Figure 3.

Paternal gene expression correlates with loss of H3K27me3 on the paternal allele at bivalent chromatin-associated ICRs. The upper panel shows representative results of gene expression in MEFs, embryos and tissues from BJ mice. Results were normalized to the expression level of the two housekeeping genes Ppia and Rpl30. Experiments were repeated four times, each in duplicate. The parental origin of gene expression was determined by direct sequencing of the PCR product encompassing a strain-specific SNP in the analyzed region. Lower panels: chromatin analysis following native ChIP using anti-H3-K4me3 and -K27me3 antibodies in BJ and JB (for neonate brain and placenta) samples. The precipitation level was normalized to that obtained at the Rpl30 promoter (for H3K4me3) and at the HoxA3 or HoxD8 promoter (for H3K27me3).
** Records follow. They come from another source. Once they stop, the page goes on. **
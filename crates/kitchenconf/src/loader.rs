//! Config file discovery, loading, and environment variable overlay.

use crate::{ConfigError, KitchenConfig};
use std::env;
use std::path::{Path, PathBuf};

/// Information about where config values came from.
#[derive(Debug, Clone, Default)]
pub struct ConfigSources {
    /// Config files that were loaded (in order)
    pub files: Vec<PathBuf>,
    /// Environment variables that overrode config values
    pub env_overrides: Vec<String>,
}

/// Discover config files in standard locations.
///
/// Returns paths in load order (system, user, local).
/// Only returns files that exist.
pub fn discover_config_files() -> Vec<PathBuf> {
    discover_config_files_with_override(None)
}

/// Discover config files, optionally with a CLI override path.
///
/// If `cli_path` is provided it replaces the local override. A CLI path that
/// does not exist is still returned so loading reports it.
pub fn discover_config_files_with_override(cli_path: Option<&Path>) -> Vec<PathBuf> {
    let mut files = Vec::new();

    let system = PathBuf::from("/etc/kitchensync/config.toml");
    if system.exists() {
        files.push(system);
    }

    // User config (XDG_CONFIG_HOME or ~/.config)
    if let Some(config_dir) = directories::BaseDirs::new().map(|d| d.config_dir().to_path_buf()) {
        let user = config_dir.join("kitchensync/config.toml");
        if user.exists() {
            files.push(user);
        }
    }

    if let Some(path) = cli_path {
        files.push(path.to_path_buf());
        return files;
    }

    let local = PathBuf::from("kitchensync.toml");
    if local.exists() {
        files.push(local);
    }

    files
}

/// Read a TOML file into a raw table.
pub fn load_table(path: &Path) -> Result<toml::Table, ConfigError> {
    let contents = std::fs::read_to_string(path).map_err(|e| ConfigError::FileRead {
        path: path.to_path_buf(),
        source: e,
    })?;

    parse_table(&contents, path)
}

fn parse_table(contents: &str, path: &Path) -> Result<toml::Table, ConfigError> {
    contents.parse().map_err(|e: toml::de::Error| ConfigError::Parse {
        path: path.to_path_buf(),
        message: e.to_string(),
    })
}

/// Merge `overlay` into `base`. Nested tables merge key by key; any other
/// value in `overlay` replaces the one in `base`.
pub fn merge_tables(base: &mut toml::Table, overlay: toml::Table) {
    for (key, value) in overlay {
        match (base.get_mut(&key), value) {
            (Some(toml::Value::Table(existing)), toml::Value::Table(incoming)) => {
                merge_tables(existing, incoming);
            }
            (_, value) => {
                base.insert(key, value);
            }
        }
    }
}

/// Deserialize a merged table; missing fields take compiled defaults.
pub fn from_table(table: toml::Table) -> Result<KitchenConfig, ConfigError> {
    let mut config: KitchenConfig = toml::Value::Table(table)
        .try_into()
        .map_err(|e: toml::de::Error| ConfigError::Schema(e.to_string()))?;

    if let Some(file) = config.infra.schedule.file.take() {
        config.infra.schedule.file = Some(expand_path(&file.to_string_lossy()));
    }
    if let Some(device) = config.infra.output.device.take() {
        config.infra.output.device = Some(expand_path(&device.to_string_lossy()));
    }

    Ok(config)
}

/// Apply environment variable overrides to config.
pub fn apply_env_overrides(
    config: &mut KitchenConfig,
    sources: &mut ConfigSources,
) -> Result<(), ConfigError> {
    apply_env_overrides_from(config, sources, |key| env::var(key).ok())
}

/// Apply overrides read through `lookup` instead of the process environment.
pub fn apply_env_overrides_from<F>(
    config: &mut KitchenConfig,
    sources: &mut ConfigSources,
    lookup: F,
) -> Result<(), ConfigError>
where
    F: Fn(&str) -> Option<String>,
{
    fn parsed<T: std::str::FromStr>(name: &str, value: String) -> Result<T, ConfigError> {
        value.trim().parse().map_err(|_| ConfigError::Env {
            name: name.to_string(),
            value,
        })
    }

    if let Some(v) = lookup("KITCHENSYNC_NODE_ID") {
        config.infra.node.node_id = v;
        sources.env_overrides.push("KITCHENSYNC_NODE_ID".to_string());
    }
    if let Some(v) = lookup("KITCHENSYNC_ROLE") {
        config.infra.node.role = parsed("KITCHENSYNC_ROLE", v)?;
        sources.env_overrides.push("KITCHENSYNC_ROLE".to_string());
    }

    if let Some(v) = lookup("KITCHENSYNC_BIND_ADDR") {
        config.infra.bind.bind_addr = parsed("KITCHENSYNC_BIND_ADDR", v)?;
        sources.env_overrides.push("KITCHENSYNC_BIND_ADDR".to_string());
    }
    if let Some(v) = lookup("KITCHENSYNC_BROADCAST_ADDR") {
        config.infra.bind.broadcast_addr = parsed("KITCHENSYNC_BROADCAST_ADDR", v)?;
        sources.env_overrides.push("KITCHENSYNC_BROADCAST_ADDR".to_string());
    }
    if let Some(v) = lookup("KITCHENSYNC_SYNC_PORT") {
        config.infra.bind.sync_port = parsed("KITCHENSYNC_SYNC_PORT", v)?;
        sources.env_overrides.push("KITCHENSYNC_SYNC_PORT".to_string());
    }
    if let Some(v) = lookup("KITCHENSYNC_LEADER_CONTROL_PORT") {
        config.infra.bind.leader_control_port = parsed("KITCHENSYNC_LEADER_CONTROL_PORT", v)?;
        sources.env_overrides.push("KITCHENSYNC_LEADER_CONTROL_PORT".to_string());
    }
    if let Some(v) = lookup("KITCHENSYNC_FOLLOWER_CONTROL_PORT") {
        config.infra.bind.follower_control_port = parsed("KITCHENSYNC_FOLLOWER_CONTROL_PORT", v)?;
        sources.env_overrides.push("KITCHENSYNC_FOLLOWER_CONTROL_PORT".to_string());
    }

    if let Some(v) = lookup("KITCHENSYNC_SCHEDULE") {
        config.infra.schedule.file = Some(expand_path(&v));
        sources.env_overrides.push("KITCHENSYNC_SCHEDULE".to_string());
    }

    if let Some(v) = lookup("KITCHENSYNC_LOG_LEVEL") {
        config.infra.telemetry.log_level = v;
        sources.env_overrides.push("KITCHENSYNC_LOG_LEVEL".to_string());
    }

    Ok(())
}

/// Expand ~ and environment variables in a path.
pub fn expand_path(path: &str) -> PathBuf {
    if let Some(stripped) = path.strip_prefix("~/") {
        if let Some(home) = directories::BaseDirs::new().map(|d| d.home_dir().to_path_buf()) {
            home.join(stripped)
        } else {
            PathBuf::from(path)
        }
    } else if let Some(stripped) = path.strip_prefix('$') {
        // Handle $VAR/rest/of/path
        if let Some(slash_pos) = stripped.find('/') {
            let var_name = &stripped[..slash_pos];
            if let Ok(var_value) = env::var(var_name) {
                PathBuf::from(var_value).join(&stripped[slash_pos + 1..])
            } else {
                PathBuf::from(path)
            }
        } else {
            env::var(stripped)
                .map(PathBuf::from)
                .unwrap_or_else(|_| PathBuf::from(path))
        }
    } else {
        PathBuf::from(path)
    }
}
The allelic distribution of each mark was determined by direct sequencing of the PCR product encompassing a strain-specific SNP in the analyzed region. The mean values (± standard deviation) of the relative allelic ratios (Pink: maternal; Blue: paternal) are indicated under representative chromatograms. For each tissue, values are the mean of at least three independent ChIP experiments (n), each in duplicate: MEFs (n = 3); E9.5 embryos (n = 3); neonate brain (BJ n = 2; JB n = 2); liver (n = 3); placenta (BJ n = 2; JB n = 1).